Oh, now I am going to touch a nerve. I can hear people rising up now. “Husbands and wives shouldn’t have to be dependent on one another for ANYTHING.” “This is not the stone age, where the wife need a man.” “Anything I need, I can get for myself.” I hear you, settle down, and I agree with you for the most part. I can get my needs taken care of all by myself. I am capable of all of that, but to me, a real marriage requires dependence on the other person. It requires that I sacrifice the selfish need to do it all by myself in order to let another person help. I am dependent on her and she on me, because without that dependence we would just be a guy and girl, not a husband and wife.

But, I digress, this isn’t a post about marriage, it’s a post about spouses and why some feel the need to attack others. Still, even after sitting here typing for the last hour, I am clueless. The only thing I can come up with is that these attacks somehow fill someone’s need for something. Is it their own insecurities? Is it their belief that belittling someone else makes them somehow the bigger person? Is it a need to expose what they believe is wrong with the world? I’m not sure. Personally, I just think there is enough negativity in the world. There’s enough negativity in the military community. We don’t need to pile it on. So what if someone isn’t the type of military spouse, or the type of person you think they should be. It’s not your life. It’s not your concern. It’s not even your business.

Personally, I have been Mr. Army Wife for almost 9 years now, and I hadn’t heard about these Facebook groups until some other spouses pointed their existence out to me. I have been to these pages once, and see that they do have a significant number of followers, but other than that I just don’t see why they are appealing. To me, they aren’t worth the time, and if they don’t have my time, they don’t have my attention. Whatever!

The fact is that if I am their definition of a “dependa” that isn’t going to change. It isn’t going to change their opinion of me, and it isn’t going to change my opinion of myself. It isn’t going to change my opinion of other spouses either. You can label someone all you want, but until you meet them and spend time with them on a real level, you don’t know who they are or what they stand for. You are judging without facts in evidence. I am sure that’s how you would like to be judged too.
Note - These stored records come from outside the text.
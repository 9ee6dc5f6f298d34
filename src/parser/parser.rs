//! The parser state shared by the statement dispatcher, the expression
//! parser and the type parser.
//!
//! `Parser` wraps the lookahead buffer with the cursor helpers every
//! production uses (`current_token`, `advance`, `expect`) and tracks whether
//! the cursor is inside a bracket, where line breaks are insignificant.

use std::rc::Rc;

use tracing::debug;

use crate::{
    ast::ast::Module,
    errors::errors::{Error, ErrorImpl},
    lexer::{
        lexer::Lexer,
        tokens::{Keyword, Token, TokenKind},
    },
    LineInfo,
};

use super::{lookahead::LookaheadBuffer, stmt::parse_stmt};

pub struct Parser {
    tokens: LookaheadBuffer,
    file: Rc<String>,
    /// How many brackets the expression parser is currently inside.
    bracket_depth: usize,
}

impl Parser {
    pub fn new(lexer: Lexer) -> Self {
        let file = lexer.file();
        Parser {
            tokens: LookaheadBuffer::new(lexer),
            file,
            bracket_depth: 0,
        }
    }

    pub fn file(&self) -> Rc<String> {
        Rc::clone(&self.file)
    }

    /// Direct access to the buffer for the structural scanners.
    pub fn buffer(&mut self) -> &mut LookaheadBuffer {
        &mut self.tokens
    }

    /// The next significant token. Inside brackets, newlines are skipped.
    pub fn current_token(&mut self) -> Result<&Token, Error> {
        if self.bracket_depth > 0 {
            self.tokens.skip_newlines()?;
        }
        self.tokens.peek(0)
    }

    pub fn current_token_kind(&mut self) -> Result<TokenKind, Error> {
        Ok(self.current_token()?.kind)
    }

    /// Raw lookahead, newlines included.
    pub fn peek(&mut self, i: usize) -> Result<&Token, Error> {
        self.tokens.peek(i)
    }

    pub fn at_keyword(&mut self, keyword: Keyword) -> Result<bool, Error> {
        Ok(self.current_token()?.is_keyword(keyword))
    }

    pub fn advance(&mut self) -> Result<Token, Error> {
        if self.bracket_depth > 0 {
            self.tokens.skip_newlines()?;
        }
        self.tokens.advance()
    }

    pub fn skip_newlines(&mut self) -> Result<(), Error> {
        self.tokens.skip_newlines()
    }

    pub fn get_position(&mut self) -> Result<LineInfo, Error> {
        Ok(self.current_token()?.line.clone())
    }

    /// Consumes a token of `expected_kind`, or fails naming what was wanted.
    pub fn expect(&mut self, expected_kind: TokenKind) -> Result<Token, Error> {
        self.expect_error(expected_kind, None)
    }

    pub fn expect_error(
        &mut self,
        expected_kind: TokenKind,
        error: Option<Error>,
    ) -> Result<Token, Error> {
        let token = self.current_token()?;
        if token.kind == expected_kind {
            return self.advance();
        }

        match error {
            Some(error) => Err(error),
            None => Err(unexpected(token, describe(expected_kind))),
        }
    }

    pub fn expect_keyword(&mut self, keyword: Keyword) -> Result<Token, Error> {
        let token = self.current_token()?;
        if token.is_keyword(keyword) {
            return self.advance();
        }
        Err(unexpected(token, &format!("`{}`", keyword_spelling(keyword))))
    }

    /// Consumes a name; `what` says what the name was for in the error.
    pub fn expect_name(&mut self, what: &str) -> Result<String, Error> {
        let token = self.current_token()?;
        if token.kind == TokenKind::Name {
            return Ok(self.advance()?.value);
        }
        Err(unexpected(token, what))
    }

    /// Runs `parse` with newlines made insignificant, for the contents of a
    /// bracket.
    pub fn in_brackets<T>(
        &mut self,
        parse: impl FnOnce(&mut Parser) -> Result<T, Error>,
    ) -> Result<T, Error> {
        self.bracket_depth += 1;
        let result = parse(self);
        self.bracket_depth -= 1;
        result
    }
}

pub fn unexpected(token: &Token, expected: &str) -> Error {
    Error::new(
        ErrorImpl::UnexpectedToken {
            expected: expected.to_string(),
            found: token.to_string(),
        },
        token.line.clone(),
    )
}

fn describe(kind: TokenKind) -> &'static str {
    match kind {
        TokenKind::EOF => "end of file",
        TokenKind::Newline => "end of line",
        TokenKind::Name => "a name",
        TokenKind::OpenParen => "`(`",
        TokenKind::CloseParen => "`)`",
        TokenKind::OpenBracket => "`[`",
        TokenKind::CloseBracket => "`]`",
        TokenKind::OpenCurly => "`{`",
        TokenKind::CloseCurly => "`}`",
        TokenKind::Comma => "`,`",
        TokenKind::Colon => "`:`",
        TokenKind::Dot => "`.`",
        TokenKind::Arrow => "`->`",
        TokenKind::Assign => "`=`",
        TokenKind::Integer | TokenKind::Float => "a number",
        TokenKind::String | TokenKind::FormatString => "a string",
        TokenKind::Keyword => "a keyword",
        TokenKind::Modifier => "a modifier",
        TokenKind::Operator | TokenKind::IncDec | TokenKind::AugAssign => "an operator",
        TokenKind::Ellipsis => "`...`",
        TokenKind::OperatorDef => "`operator`",
        TokenKind::Annotation => "an annotation",
        TokenKind::Whitespace | TokenKind::Comment => "a token",
    }
}

fn keyword_spelling(keyword: Keyword) -> &'static str {
    crate::lexer::tokens::RESERVED_LOOKUP
        .iter()
        .find(|(_, k)| **k == keyword)
        .map(|(word, _)| *word)
        .unwrap_or("?")
}

/// Parses a whole file into a module. The first error ends the parse.
pub fn parse(lexer: Lexer) -> Result<Module, Error> {
    let mut parser = Parser::new(lexer);
    let mut body = Vec::new();

    loop {
        parser.skip_newlines()?;
        if parser.current_token_kind()? == TokenKind::EOF {
            break;
        }

        body.push(parse_stmt(&mut parser)?);

        let token = parser.current_token()?;
        if !token.is_line_end() {
            return Err(unexpected(token, "end of line"));
        }
    }

    debug!(file = %parser.file(), statements = body.len(), "parsed module");
    Ok(Module {
        file: parser.file(),
        body,
    })
}
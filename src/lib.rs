#![allow(clippy::module_inception)]

use std::{fmt::Display, path::Path, rc::Rc};

use crate::{ast::ast::Module, errors::errors::Error, lexer::lexer::Lexer};

pub mod ast;
pub mod errors;
pub mod lexer;
pub mod macros;
pub mod parser;

extern crate regex;

/// Where a token came from.
///
/// `text` is the whole logical line (possibly several physical lines joined
/// by a multi-line string, block comment or escaped newline) and is shared
/// between every token lexed from it.
#[derive(Debug, Clone, PartialEq)]
pub struct LineInfo {
    pub number: usize,
    pub text: Rc<String>,
    pub column: usize,
    pub file: Rc<String>,
}

impl LineInfo {
    pub fn new(number: usize, text: Rc<String>, column: usize, file: Rc<String>) -> Self {
        LineInfo {
            number,
            text,
            column,
            file,
        }
    }

    pub fn null() -> Self {
        LineInfo {
            number: 0,
            text: Rc::new(String::new()),
            column: 0,
            file: Rc::new(String::from("<null>")),
        }
    }

    /// Column relative to the physical line the column falls on, for
    /// drawing the caret under a multi-line logical line.
    pub fn caret_column(&self) -> usize {
        let prefix: String = self.text.chars().take(self.column).collect();
        match prefix.rfind('\n') {
            Some(newline) => prefix[newline + 1..].chars().count(),
            None => self.column,
        }
    }
}

impl Display for LineInfo {
    fn fmt(&self, f: &mut std::fmt::Formatter<'_>) -> std::fmt::Result {
        write!(f, "{}:{}:{}", self.file, self.number, self.column + 1)
    }
}

/// Parses a whole file. The file is read lazily, line by line, as the
/// parser asks for tokens.
pub fn parse_file(path: impl AsRef<Path>) -> Result<Module, Error> {
    let lexer = Lexer::from_path(path.as_ref())?;
    parser::parser::parse(lexer)
}

/// Parses an in-memory source string.
pub fn parse_source(source: &str, file: Option<String>) -> Result<Module, Error> {
    parser::parser::parse(Lexer::from_source(source, file))
}
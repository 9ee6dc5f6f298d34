use std::fmt::Display;

use thiserror::Error;

use crate::LineInfo;

/// Which side of the fence an error falls on: malformed source, or a broken
/// invariant inside the parser itself.
#[derive(Debug, Clone, Copy, PartialEq, Eq)]
pub enum ErrorCategory {
    Syntax,
    Internal,
}

impl Display for ErrorCategory {
    fn fmt(&self, f: &mut std::fmt::Formatter<'_>) -> std::fmt::Result {
        match self {
            ErrorCategory::Syntax => write!(f, "SyntaxError"),
            ErrorCategory::Internal => write!(f, "InternalError"),
        }
    }
}

#[derive(Debug, Clone)]
pub struct Error {
    internal_error: ErrorImpl,
    line: LineInfo,
}

impl Error {
    pub fn new(error_impl: ErrorImpl, line: LineInfo) -> Self {
        Error {
            internal_error: error_impl,
            line,
        }
    }

    pub fn get_line(&self) -> &LineInfo {
        &self.line
    }

    pub fn get_impl(&self) -> &ErrorImpl {
        &self.internal_error
    }

    pub fn category(&self) -> ErrorCategory {
        self.internal_error.category()
    }

    pub fn is_internal(&self) -> bool {
        self.category() == ErrorCategory::Internal
    }

    pub fn get_error_name(&self) -> &str {
        match &self.internal_error {
            ErrorImpl::UnrecognisedToken { .. } => "UnrecognisedToken",
            ErrorImpl::KnownInvalidToken { .. } => "KnownInvalidToken",
            ErrorImpl::UnterminatedString => "UnterminatedString",
            ErrorImpl::UnterminatedComment => "UnterminatedComment",
            ErrorImpl::ContinuationAtEof => "ContinuationAtEof",
            ErrorImpl::InvalidEscape { .. } => "InvalidEscape",
            ErrorImpl::NumberParseError { .. } => "NumberParseError",
            ErrorImpl::UnexpectedToken { .. } => "UnexpectedToken",
            ErrorImpl::UnexpectedTokenDetailed { .. } => "UnexpectedTokenDetailed",
            ErrorImpl::MalformedFormatString { .. } => "MalformedFormatString",
            ErrorImpl::IllegalToken { .. } => "IllegalToken",
            ErrorImpl::UnmatchedBracket { .. } => "UnmatchedBracket",
            ErrorImpl::InvalidAssignmentTarget => "InvalidAssignmentTarget",
            ErrorImpl::DuplicateModifier { .. } => "DuplicateModifier",
            ErrorImpl::IllegalModifier { .. } => "IllegalModifier",
            ErrorImpl::DanglingAnnotation => "DanglingAnnotation",
            ErrorImpl::Io { .. } => "Io",
            ErrorImpl::IllegalPostfixOperator { .. } => "IllegalPostfixOperator",
            ErrorImpl::MissingOperand { .. } => "MissingOperand",
            ErrorImpl::NotABracket { .. } => "NotABracket",
        }
    }

    pub fn get_tip(&self) -> ErrorTip {
        match &self.internal_error {
            ErrorImpl::UnrecognisedToken { .. } => ErrorTip::None,
            ErrorImpl::KnownInvalidToken { hint, .. } => ErrorTip::Suggestion(hint.clone()),
            ErrorImpl::UnterminatedString => ErrorTip::Suggestion(String::from(
                "a string is closed by a `\"` that is not escaped",
            )),
            ErrorImpl::UnterminatedComment => {
                ErrorTip::Suggestion(String::from("close the block comment with `*/`"))
            }
            ErrorImpl::ContinuationAtEof => {
                ErrorTip::Suggestion(String::from("remove the trailing `\\`"))
            }
            ErrorImpl::InvalidEscape { .. } => ErrorTip::Suggestion(String::from(
                "`\\x` must be followed by two hex digits",
            )),
            ErrorImpl::NumberParseError { token } => ErrorTip::Suggestion(format!(
                "Invalid number: `{}`, is it above the integer limit?",
                token
            )),
            ErrorImpl::UnexpectedToken { .. } => ErrorTip::None,
            ErrorImpl::UnexpectedTokenDetailed { .. } => ErrorTip::None,
            ErrorImpl::MalformedFormatString { .. } => ErrorTip::None,
            ErrorImpl::IllegalToken { .. } => ErrorTip::None,
            ErrorImpl::UnmatchedBracket { .. } => ErrorTip::None,
            ErrorImpl::InvalidAssignmentTarget => ErrorTip::Suggestion(String::from(
                "only names, members and indexed values can be assigned to",
            )),
            ErrorImpl::DuplicateModifier { modifier } => {
                ErrorTip::Suggestion(format!("remove the second `{}`", modifier))
            }
            ErrorImpl::IllegalModifier { .. } => ErrorTip::None,
            ErrorImpl::DanglingAnnotation => ErrorTip::Suggestion(String::from(
                "annotations must be followed by a class, def, operator or declaration",
            )),
            ErrorImpl::Io { .. } => ErrorTip::None,
            ErrorImpl::IllegalPostfixOperator { .. }
            | ErrorImpl::MissingOperand { .. }
            | ErrorImpl::NotABracket { .. } => {
                ErrorTip::Suggestion(String::from("this is a bug in the parser, not in your code"))
            }
        }
    }
}

impl Display for Error {
    /// Renders the message, the offending logical line and a caret under the
    /// column:
    ///
    /// ```text
    /// SyntaxError: illegal token ")" (main.ql:3:10)
    /// x = (1 + )
    ///          ^
    /// ```
    fn fmt(&self, f: &mut std::fmt::Formatter<'_>) -> std::fmt::Result {
        writeln!(f, "{}: {} ({})", self.category(), self.internal_error, self.line)?;
        if let ErrorTip::Suggestion(tip) = self.get_tip() {
            writeln!(f, "  tip: {}", tip)?;
        }
        writeln!(f, "{}", self.line.text)?;
        write!(f, "{}^", " ".repeat(self.line.caret_column()))
    }
}

impl std::error::Error for Error {}

pub enum ErrorTip {
    None,
    Suggestion(String),
}

impl Display for ErrorTip {
    fn fmt(&self, f: &mut std::fmt::Formatter<'_>) -> std::fmt::Result {
        match self {
            ErrorTip::None => write!(f, ""),
            ErrorTip::Suggestion(suggestion) => write!(f, "{}", suggestion),
        }
    }
}

#[derive(Error, Debug, Clone, PartialEq)]
pub enum ErrorImpl {
    #[error("unrecognised token: {token:?}")]
    UnrecognisedToken { token: String },
    #[error("invalid token: {token:?}")]
    KnownInvalidToken { token: String, hint: String },
    #[error("unterminated string literal")]
    UnterminatedString,
    #[error("unterminated block comment")]
    UnterminatedComment,
    #[error("line continuation at end of file")]
    ContinuationAtEof,
    #[error("invalid escape sequence: {sequence:?}")]
    InvalidEscape { sequence: String },
    #[error("error parsing number: {token:?}")]
    NumberParseError { token: String },
    #[error("expected {expected}, found {found:?}")]
    UnexpectedToken { expected: String, found: String },
    #[error("unexpected token ({message}): {token:?}")]
    UnexpectedTokenDetailed { token: String, message: String },
    #[error("malformed format string: {message}")]
    MalformedFormatString { message: String },
    #[error("illegal token {token:?}")]
    IllegalToken { token: String },
    #[error("unmatched bracket {bracket:?}")]
    UnmatchedBracket { bracket: String },
    #[error("invalid assignment target")]
    InvalidAssignmentTarget,
    #[error("duplicate modifier {modifier:?}")]
    DuplicateModifier { modifier: String },
    #[error("illegal modifier {modifier:?}: {reason}")]
    IllegalModifier { modifier: String, reason: String },
    #[error("annotation is not attached to a declaration")]
    DanglingAnnotation,
    #[error("failed to read source: {message}")]
    Io { message: String },
    #[error("illegal postfix operator {operator:?}")]
    IllegalPostfixOperator { operator: String },
    #[error("operator {operator:?} has no operand to fold")]
    MissingOperand { operator: String },
    #[error("structural scan started on {token:?}, which is not an open bracket")]
    NotABracket { token: String },
}

impl ErrorImpl {
    pub fn category(&self) -> ErrorCategory {
        match self {
            ErrorImpl::IllegalPostfixOperator { .. }
            | ErrorImpl::MissingOperand { .. }
            | ErrorImpl::NotABracket { .. } => ErrorCategory::Internal,
            _ => ErrorCategory::Syntax,
        }
    }
}
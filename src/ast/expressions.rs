use std::fmt::Display;

use crate::LineInfo;

use super::types::TypeRef;

// OPERATORS

/// Every operator the expression parser knows. Precedence and fixity live in
/// the parser's operator table; an operator here is only an identity.
#[derive(Debug, Clone, Copy, PartialEq, Eq, Hash)]
pub enum Operator {
    Power,
    Unwrap,
    Negate,
    BitNot,
    Multiply,
    Divide,
    Modulo,
    Add,
    Subtract,
    ShiftLeft,
    ShiftRight,
    BitAnd,
    BitXor,
    BitOr,
    Range,
    Less,
    LessEqual,
    Greater,
    GreaterEqual,
    Equal,
    NotEqual,
    Is,
    In,
    Not,
    And,
    Or,
    Spread,
}

impl Operator {
    pub fn spelling(&self) -> &'static str {
        match self {
            Operator::Power => "**",
            Operator::Unwrap => "?",
            Operator::Negate => "-",
            Operator::BitNot => "~",
            Operator::Multiply => "*",
            Operator::Divide => "/",
            Operator::Modulo => "%",
            Operator::Add => "+",
            Operator::Subtract => "-",
            Operator::ShiftLeft => "<<",
            Operator::ShiftRight => ">>",
            Operator::BitAnd => "&",
            Operator::BitXor => "^",
            Operator::BitOr => "|",
            Operator::Range => "..",
            Operator::Less => "<",
            Operator::LessEqual => "<=",
            Operator::Greater => ">",
            Operator::GreaterEqual => ">=",
            Operator::Equal => "==",
            Operator::NotEqual => "!=",
            Operator::Is => "is",
            Operator::In => "in",
            Operator::Not => "not",
            Operator::And => "and",
            Operator::Or => "or",
            Operator::Spread => "...",
        }
    }
}

impl Display for Operator {
    fn fmt(&self, f: &mut std::fmt::Formatter<'_>) -> std::fmt::Result {
        write!(f, "{}", self.spelling())
    }
}

// LITERALS

#[derive(Debug, Clone, PartialEq)]
pub enum Literal {
    Integer(i64),
    Float(f64),
    String(String),
    Boolean(bool),
    Null,
}

/// A call or `new` argument, optionally passed by name (`f(x, key=1)`).
#[derive(Debug, Clone, PartialEq)]
pub struct Argument {
    pub name: Option<String>,
    pub value: Expr,
}

/// One piece of a format string: literal text or an interpolated expression.
#[derive(Debug, Clone, PartialEq)]
pub enum FormatPart {
    Text(String),
    Expr(Expr),
}

/// Expression node.
///
/// `Binary` is n-ary: a run of the same operator at the same precedence,
/// like `a + b + c`, is one node with three operands.
#[derive(Debug, Clone, PartialEq)]
pub struct Expr {
    pub kind: ExprKind,
    pub line: LineInfo,
}

#[derive(Debug, Clone, PartialEq)]
pub enum ExprKind {
    Literal(Literal),
    Name(String),
    This,
    Unary {
        operator: Operator,
        operand: Box<Expr>,
    },
    Binary {
        operator: Operator,
        operands: Vec<Expr>,
    },
    Postfix {
        operator: Operator,
        operand: Box<Expr>,
    },
    Call {
        callee: Box<Expr>,
        arguments: Vec<Argument>,
    },
    Index {
        target: Box<Expr>,
        indices: Vec<Expr>,
    },
    Member {
        target: Box<Expr>,
        name: String,
    },
    /// `then_value if condition else else_value`
    Ternary {
        then_value: Box<Expr>,
        condition: Box<Expr>,
        else_value: Box<Expr>,
    },
    Tuple(Vec<Expr>),
    List(Vec<Expr>),
    Map(Vec<(Expr, Expr)>),
    /// `[element for variable in iterable if condition]`
    Comprehension {
        element: Box<Expr>,
        variable: String,
        iterable: Box<Expr>,
        condition: Option<Box<Expr>>,
    },
    New {
        ty: TypeRef,
        arguments: Vec<Argument>,
    },
    FormatString(Vec<FormatPart>),
}

impl Expr {
    pub fn new(kind: ExprKind, line: LineInfo) -> Self {
        Expr { kind, line }
    }

    /// Whether the expression can stand on the left of `=`.
    pub fn is_assignable(&self) -> bool {
        matches!(
            self.kind,
            ExprKind::Name(_) | ExprKind::Member { .. } | ExprKind::Index { .. }
        )
    }
}

fn join<T: Display>(items: &[T]) -> String {
    items
        .iter()
        .map(|item| item.to_string())
        .collect::<Vec<_>>()
        .join(" ")
}

impl Display for Argument {
    fn fmt(&self, f: &mut std::fmt::Formatter<'_>) -> std::fmt::Result {
        match &self.name {
            Some(name) => write!(f, "{}={}", name, self.value),
            None => write!(f, "{}", self.value),
        }
    }
}

/// Renders the tree as an s-expression, e.g. `1 + 2 * 3` as
/// `(+ 1 (* 2 3))`.
impl Display for Expr {
    fn fmt(&self, f: &mut std::fmt::Formatter<'_>) -> std::fmt::Result {
        match &self.kind {
            ExprKind::Literal(Literal::Integer(value)) => write!(f, "{}", value),
            ExprKind::Literal(Literal::Float(value)) => write!(f, "{:?}", value),
            ExprKind::Literal(Literal::String(value)) => write!(f, "{:?}", value),
            ExprKind::Literal(Literal::Boolean(value)) => write!(f, "{}", value),
            ExprKind::Literal(Literal::Null) => write!(f, "null"),
            ExprKind::Name(name) => write!(f, "{}", name),
            ExprKind::This => write!(f, "this"),
            ExprKind::Unary { operator, operand } | ExprKind::Postfix { operator, operand } => {
                write!(f, "({} {})", operator, operand)
            }
            ExprKind::Binary { operator, operands } => {
                write!(f, "({} {})", operator, join(operands))
            }
            ExprKind::Call { callee, arguments } => {
                if arguments.is_empty() {
                    write!(f, "(call {})", callee)
                } else {
                    write!(f, "(call {} {})", callee, join(arguments))
                }
            }
            ExprKind::Index { target, indices } => {
                write!(f, "(index {} {})", target, join(indices))
            }
            ExprKind::Member { target, name } => write!(f, "(. {} {})", target, name),
            ExprKind::Ternary {
                then_value,
                condition,
                else_value,
            } => write!(f, "(if {} {} {})", condition, then_value, else_value),
            ExprKind::Tuple(items) => write!(f, "(tuple {})", join(items)),
            ExprKind::List(items) => write!(f, "[{}]", join(items)),
            ExprKind::Map(entries) => {
                let entries: Vec<String> = entries
                    .iter()
                    .map(|(key, value)| format!("{}: {}", key, value))
                    .collect();
                write!(f, "{{{}}}", entries.join(", "))
            }
            ExprKind::Comprehension {
                element,
                variable,
                iterable,
                condition,
            } => match condition {
                Some(condition) => write!(
                    f,
                    "(for {} {} {} {})",
                    variable, iterable, element, condition
                ),
                None => write!(f, "(for {} {} {})", variable, iterable, element),
            },
            ExprKind::New { ty, arguments } => {
                if arguments.is_empty() {
                    write!(f, "(new {})", ty)
                } else {
                    write!(f, "(new {} {})", ty, join(arguments))
                }
            }
            ExprKind::FormatString(parts) => {
                write!(f, "(format")?;
                for part in parts {
                    match part {
                        FormatPart::Text(text) => write!(f, " {:?}", text)?,
                        FormatPart::Expr(expr) => write!(f, " {}", expr)?,
                    }
                }
                write!(f, ")")
            }
        }
    }
}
Nope, I think I will stick to seeing the military spouses I know as people who have good times and bad, who deal with this lifestyle in ways different than I, and who have issues of their own. I choose to view them in a positive light until such a time as they show me that they don’t want that light in their lives. Then I will just let them be. Being mean just to prove a point really only proves one thing…it proves that you believe you are better than someone else. You’re not. You have one life just like everyone else. Do with it what you will, but remember that one-day you will be dependent on someone for something. Chances are you already are. I hope no one dreams up a word that then defines you.